**Provided data**

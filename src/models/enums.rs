//! Shared domain enums

use serde::{Deserialize, Serialize};

// ---------------------------------------------------------------------------
// AssetType
// ---------------------------------------------------------------------------

/// Kind of trackable item
#[derive(Debug, Clone, Copy, PartialEq, Eq, Hash, Serialize, Deserialize)]
pub enum AssetType {
    Laptop,
    Desktop,
    Monitor,
    Keyboard,
    Mouse,
    Headset,
    Phone,
    Tablet,
    Accessory,
}

impl AssetType {
    pub const ALL: [AssetType; 9] = [
        AssetType::Laptop,
        AssetType::Desktop,
        AssetType::Monitor,
        AssetType::Keyboard,
        AssetType::Mouse,
        AssetType::Headset,
        AssetType::Phone,
        AssetType::Tablet,
        AssetType::Accessory,
    ];

    pub fn as_str(&self) -> &'static str {
        match self {
            AssetType::Laptop => "Laptop",
            AssetType::Desktop => "Desktop",
            AssetType::Monitor => "Monitor",
            AssetType::Keyboard => "Keyboard",
            AssetType::Mouse => "Mouse",
            AssetType::Headset => "Headset",
            AssetType::Phone => "Phone",
            AssetType::Tablet => "Tablet",
            AssetType::Accessory => "Accessory",
        }
    }
}

impl std::fmt::Display for AssetType {
    fn fmt(&self, f: &mut std::fmt::Formatter<'_>) -> std::fmt::Result {
        write!(f, "{}", self.as_str())
    }
}

impl std::str::FromStr for AssetType {
    type Err = String;

    fn from_str(s: &str) -> Result<Self, Self::Err> {
        AssetType::ALL
            .into_iter()
            .find(|t| t.as_str().eq_ignore_ascii_case(s.trim()))
            .ok_or_else(|| format!("Invalid asset type: {}", s))
    }
}

// ---------------------------------------------------------------------------
// AssetStatus
// ---------------------------------------------------------------------------

/// Lifecycle state of an asset. Only mutation operations change it.
#[derive(Debug, Clone, Copy, PartialEq, Eq, Serialize, Deserialize)]
pub enum AssetStatus {
    Available,
    Assigned,
    Maintenance,
}

impl AssetStatus {
    pub fn as_str(&self) -> &'static str {
        match self {
            AssetStatus::Available => "Available",
            AssetStatus::Assigned => "Assigned",
            AssetStatus::Maintenance => "Maintenance",
        }
    }
}

impl std::fmt::Display for AssetStatus {
    fn fmt(&self, f: &mut std::fmt::Formatter<'_>) -> std::fmt::Result {
        write!(f, "{}", self.as_str())
    }
}

// ---------------------------------------------------------------------------
// Department
// ---------------------------------------------------------------------------

#[derive(Debug, Clone, Copy, PartialEq, Eq, Hash, PartialOrd, Ord, Serialize, Deserialize)]
pub enum Department {
    Engineering,
    Design,
    Marketing,
    Sales,
    #[serde(rename = "HR")]
    Hr,
    #[serde(rename = "IT")]
    It,
    Finance,
}

impl Department {
    pub const ALL: [Department; 7] = [
        Department::Engineering,
        Department::Design,
        Department::Marketing,
        Department::Sales,
        Department::Hr,
        Department::It,
        Department::Finance,
    ];

    pub fn as_str(&self) -> &'static str {
        match self {
            Department::Engineering => "Engineering",
            Department::Design => "Design",
            Department::Marketing => "Marketing",
            Department::Sales => "Sales",
            Department::Hr => "HR",
            Department::It => "IT",
            Department::Finance => "Finance",
        }
    }
}

impl std::fmt::Display for Department {
    fn fmt(&self, f: &mut std::fmt::Formatter<'_>) -> std::fmt::Result {
        write!(f, "{}", self.as_str())
    }
}

impl std::str::FromStr for Department {
    type Err = String;

    fn from_str(s: &str) -> Result<Self, Self::Err> {
        Department::ALL
            .into_iter()
            .find(|d| d.as_str().eq_ignore_ascii_case(s.trim()))
            .ok_or_else(|| format!("Invalid department: {}", s))
    }
}

// ---------------------------------------------------------------------------
// Role
// ---------------------------------------------------------------------------

/// Role of an employee or logged-in user
#[derive(Debug, Clone, Copy, PartialEq, Eq, Hash, Serialize, Deserialize)]
#[serde(rename_all = "snake_case")]
pub enum Role {
    Employee,
    DepartmentHead,
    Admin,
}

impl Role {
    pub const ALL: [Role; 3] = [Role::Employee, Role::DepartmentHead, Role::Admin];

    pub fn as_str(&self) -> &'static str {
        match self {
            Role::Employee => "employee",
            Role::DepartmentHead => "department_head",
            Role::Admin => "admin",
        }
    }

    /// Badge text, e.g. "DEPARTMENT HEAD"
    pub fn label(&self) -> String {
        self.as_str().replace('_', " ").to_uppercase()
    }
}

impl std::fmt::Display for Role {
    fn fmt(&self, f: &mut std::fmt::Formatter<'_>) -> std::fmt::Result {
        write!(f, "{}", self.as_str())
    }
}

impl std::str::FromStr for Role {
    type Err = String;

    fn from_str(s: &str) -> Result<Self, Self::Err> {
        match s.trim().to_lowercase().as_str() {
            "employee" => Ok(Role::Employee),
            "department_head" => Ok(Role::DepartmentHead),
            "admin" => Ok(Role::Admin),
            _ => Err(format!("Invalid role: {}", s)),
        }
    }
}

**Work required**
A word-for-word copy of the entries, from the first line through the line containing "of trackable item", is the whole answer.

**Output**
filename src/models/enums.rs
//! Shared domain enums

use serde::{Deserialize, Serialize};

// ---------------------------------------------------------------------------
// AssetType
// ---------------------------------------------------------------------------

/// Kind of trackable item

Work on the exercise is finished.